The guns were still trained on her, but the confident-looking youth stepped forward, squinting at her over his own weapon. He had a neatly trimmed mustache and what looked like a dueling scar on his cheek. “Who are you?” he demanded in an amused upper-class drawl.

She bowed. “Amandera Thrace-Guiles, at your service. Or perhaps, it’s the other way around.”

He sneered. “We’re no one’s servants. And unfortunate for you that you’ve seen us. Now we’ll have to—”
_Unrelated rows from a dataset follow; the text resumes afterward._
//! FrameBroker - pub/sub ingest, throttling, and fan-out
//!
//! ## Responsibilities
//!
//! - Subscribe to the per-stream frame channel pattern
//! - Record frame arrival times (drives the connected status)
//! - Apply the global per-stream FPS cap
//! - Dispatch surviving frames into the subscription hub
//! - Reconnect with exponential backoff; subscribers stay connected meanwhile
//!
//! Frames are best-effort and ephemeral: nothing is buffered beyond the
//! per-subscriber queues in the hub.

mod throttle;
mod types;

pub use throttle::FpsGate;
pub use types::FrameMessage;

use crate::settings_manager::SystemSettings;
use crate::subscriber_hub::SubscriberHub;
use futures::StreamExt;
use std::collections::HashMap;
use std::sync::{Arc, RwLock};
use std::time::{Duration, Instant};
use tokio::sync::watch;
use uuid::Uuid;

/// Per-stream frame arrival tracking, shared with the reconciler
#[derive(Default)]
pub struct FrameActivity {
    last_seen: RwLock<HashMap<Uuid, Instant>>,
}

impl FrameActivity {
    pub fn new() -> Self {
        Self::default()
    }

    pub fn record(&self, stream_id: Uuid) {
        self.last_seen
            .write()
            .unwrap()
            .insert(stream_id, Instant::now());
    }

    pub fn forget(&self, stream_id: Uuid) {
        self.last_seen.write().unwrap().remove(&stream_id);
    }

    /// Whether a frame arrived within the given window
    pub fn is_fresh(&self, stream_id: Uuid, within: Duration) -> bool {
        self.last_seen
            .read()
            .unwrap()
            .get(&stream_id)
            .map(|t| t.elapsed() < within)
            .unwrap_or(false)
    }
}

/// Next reconnect delay: double, capped
fn next_backoff(current: Duration, cap: Duration) -> Duration {
    (current * 2).min(cap)
}

/// FrameBroker instance
pub struct FrameBroker {
    redis_url: String,
    pattern: String,
    hub: Arc<SubscriberHub>,
    activity: Arc<FrameActivity>,
    settings_rx: watch::Receiver<SystemSettings>,
    backoff_initial: Duration,
    backoff_cap: Duration,
}

impl FrameBroker {
    pub fn new(
        redis_url: String,
        pattern: String,
        hub: Arc<SubscriberHub>,
        activity: Arc<FrameActivity>,
        settings_rx: watch::Receiver<SystemSettings>,
        backoff_initial: Duration,
        backoff_cap: Duration,
    ) -> Self {
        Self {
            redis_url,
            pattern,
            hub,
            activity,
            settings_rx,
            backoff_initial,
            backoff_cap,
        }
    }

    /// Subscription loop with reconnect. Runs until shutdown.
    pub async fn run(self, mut shutdown: watch::Receiver<bool>) {
        let mut gate = FpsGate::new(self.settings_rx.borrow().live_preview_fps);
        let mut settings_rx = self.settings_rx.clone();
        let mut backoff = self.backoff_initial;

        tracing::info!(pattern = %self.pattern, "Frame broker starting");

        loop {
            if *shutdown.borrow() {
                break;
            }

            match self
                .subscribe_session(&mut gate, &mut settings_rx, &mut shutdown, &mut backoff)
                .await
            {
                Ok(()) => {
                    // Clean shutdown requested
                    break;
                }
                Err(e) => {
                    tracing::warn!(
                        error = %e,
                        retry_in_ms = backoff.as_millis() as u64,
                        "Frame subscription lost, reconnecting"
                    );
                    tokio::select! {
                        _ = tokio::time::sleep(backoff) => {}
                        _ = shutdown.changed() => break,
                    }
                    backoff = next_backoff(backoff, self.backoff_cap);
                }
            }
        }

        tracing::info!("Frame broker stopped");
    }

    /// One connected pub/sub session; returns Ok on shutdown, Err on failure.
    async fn subscribe_session(
        &self,
        gate: &mut FpsGate,
        settings_rx: &mut watch::Receiver<SystemSettings>,
        shutdown: &mut watch::Receiver<bool>,
        backoff: &mut Duration,
    ) -> Result<(), redis::RedisError> {
        let client = redis::Client::open(self.redis_url.as_str())?;
        let mut pubsub = client.get_async_pubsub().await?;
        pubsub.psubscribe(&self.pattern).await?;
        tracing::info!(pattern = %self.pattern, "Subscribed to frame channels");
        *backoff = self.backoff_initial;

        let mut messages = pubsub.on_message();

        loop {
            tokio::select! {
                msg = messages.next() => {
                    let Some(msg) = msg else {
                        return Err(redis::RedisError::from((
                            redis::ErrorKind::IoError,
                            "pub/sub stream closed",
                        )));
                    };
                    let payload: String = match msg.get_payload() {
                        Ok(p) => p,
                        Err(e) => {
                            tracing::debug!(error = %e, "Undecodable frame payload");
                            continue;
                        }
                    };
                    self.handle_payload(&payload, gate);
                }
                _ = settings_rx.changed() => {
                    let fps = settings_rx.borrow().live_preview_fps;
                    gate.set_fps(fps);
                    tracing::info!(fps_cap = fps, "Frame throttle updated");
                }
                _ = shutdown.changed() => {
                    return Ok(());
                }
            }
        }
    }

    /// Parse, track, throttle, dispatch.
    fn handle_payload(&self, payload: &str, gate: &mut FpsGate) {
        let message: FrameMessage = match serde_json::from_str(payload) {
            Ok(m) => m,
            Err(e) => {
                tracing::debug!(error = %e, "Ignoring non-frame payload");
                return;
            }
        };

        if !message.is_frame() {
            // Workers also publish stream_status payloads on their channel
            return;
        }

        let stream_id = message.stream_id;
        self.activity.record(stream_id);

        if !gate.admit(stream_id, Instant::now()) {
            metrics::counter!("vectorflow_frames_throttled_total").increment(1);
            return;
        }

        metrics::counter!("vectorflow_frames_forwarded_total").increment(1);
        self.hub.dispatch(message);
    }
}

#[cfg(test)]
mod tests {
    use super::*;

    #[test]
    fn test_backoff_doubles_to_cap() {
        let cap = Duration::from_secs(10);
        let mut delay = Duration::from_millis(500);
        let mut seen = Vec::new();
        for _ in 0..6 {
            seen.push(delay);
            delay = next_backoff(delay, cap);
        }
        assert_eq!(
            seen,
            vec![
                Duration::from_millis(500),
                Duration::from_millis(1000),
                Duration::from_millis(2000),
                Duration::from_millis(4000),
                Duration::from_millis(8000),
                Duration::from_secs(10),
            ]
        );
        assert_eq!(next_backoff(cap, cap), cap);
    }

    #[test]
    fn test_activity_freshness() {
        let activity = FrameActivity::new();
        let id = Uuid::new_v4();
        assert!(!activity.is_fresh(id, Duration::from_secs(15)));
        activity.record(id);
        assert!(activity.is_fresh(id, Duration::from_secs(15)));
        assert!(!activity.is_fresh(id, Duration::from_nanos(1)));
        activity.forget(id);
        assert!(!activity.is_fresh(id, Duration::from_secs(15)));
    }
}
“Stow it,” she snapped. “I’m not playing your game, either for your side or for Spyre’s. I have my own agenda, and it might benefit your own goals to consider me a possible ally.”

Again the sense of amused surprise. Venera could hear voices outside in the hall now. “Be very quiet,” she said, “and snuff those lights.” Then she stepped back, grabbed the edges of the doors, and shut them.

Lanterns bobbed down the corridor. “Lady Thrace-Guiles?” It was Aday.

“Here. My lantern went out. In any case there seems to be nothing of interest this way. Shall we investigate the upper floors?”

“Perhaps.” Aday peered about himself in distaste. “This appears to be a commoner’s area. Yes, let’s retrace our steps.”

They walked in silence, and Venera strained to hear any betraying noise from the chamber behind them. There was none; finally, Aday said, “To what do we owe the honor of your visit? Is Buridan rejoining the great nations? Are you going to restart the trade in horses?”

Venera snorted. “You know perfectly well there was no room to keep such animals in the tower. We had barely enough to eat from the rooftop gardens and nets we strung under the world. No, there are no horses anymore. And I am the last of my line.”

“Ah.” They began to climb the long-disused steps to the upper chambers. “As to your being the last of the line… lines can be rejuvenated,” said Aday delicately. “And as to the horses… I am happy to say that you are in error in that case.”

She cast a sidelong glance at him. “What do you mean? Don’t toy with me.”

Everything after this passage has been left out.